In the moment, I wasn’t particularly nervous–it’s a weird skill I have, learning music really fast, and I knew that I would do as creditable a job as anybody. The piece was interesting, all the collaborators were great, the fee was good, it was in the Concertgebouw, Asko offered a car service for me to get to my gig that evening–there was no reason not to, really. I had a houseguest when these calls began to come in, and we had dinner plans; once I had said yes to the project, I temporarily excused myself, tucked myself away with the score on my laptop screen, and learned it with a tuning fork in an hour or so (I didn’t even have a keyboard at home at that point). I couldn’t practice it for longer than that anyway, as it was so vocally demanding. Tuning fork stowed, we went out for dinner. I showed up the next morning early at the Muziekgebouw, got a hard copy of the score, and I did my best in the first tutti rehearsal. I was prioritizing rhythm: I’ve learned that in most scores outside of standard rep, if you keep good rhythm and stay with the conductor, you’ll convince most people in the room that you’re singing it right even if you miss some pitches. At that time, and actually until very recently, I had no idea that it would be released; there was no sense of posterity or thinking at all beyond the performance date itself.
But it was very successful. In the end, I actually did sing the highest printed notes in the score (though I’m not putting myself up for Queen of the Night any time soon), without asking the composer to rewrite anything. I had an immensely lovely soprano colleague with perfect pitch (which I don’t have) who oriented me very quickly and did everything she could to help me in our duetting moments–and stuffed as much Portuguese coaching into my head as there was time for. The choir, Cappella Amsterdam, was full of friends who were rooting for me. I finished the performance, sweating mightily; had a box with a congratulatory card (which I still have) and a couple beautiful pastries tucked into my hand by a dear friend who was singing in the chorus; changed out of my gown; accidentally stole the key to my Concertgebouw dressing room in my haste; bundled into a taxi. I ate a mini lemon tart in the back of the car between naps during the hour-and-a-quarter drive to Zwolle, where I then sang a performance of a multidisciplinary opera made up of chamber music of Arvo Pärt. I’m not really sure how I got through that performance, but I did. I deliriously drank a beer on the train home that night.

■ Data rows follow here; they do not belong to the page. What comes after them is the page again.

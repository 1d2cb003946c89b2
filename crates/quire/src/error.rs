//! CLI error types.

use quire_book::BookError;
use quire_config::ConfigError;
use quire_output::GenerateError;

/// CLI error type.
#[derive(Debug, thiserror::Error)]
pub(crate) enum CliError {
    #[error("{0}")]
    Config(#[from] ConfigError),

    #[error("{0}")]
    Book(#[from] BookError),

    #[error("{0}")]
    Generate(#[from] GenerateError),

    #[error("{0}")]
    Io(#[from] std::io::Error),

    #[error("{0}")]
    Json(#[from] serde_json::Error),
}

And a lot of people heard the Concertgebouw performance, it turns out. People still occasionally will put together my name with that afternoon and compliment me on it. The composer likes it enough to release the whole thing on a commercial disc. If I had known any of that at the time, I would have been much more nervous.
These sorts of crazy situations make all the difficulties of this career worth it, I think.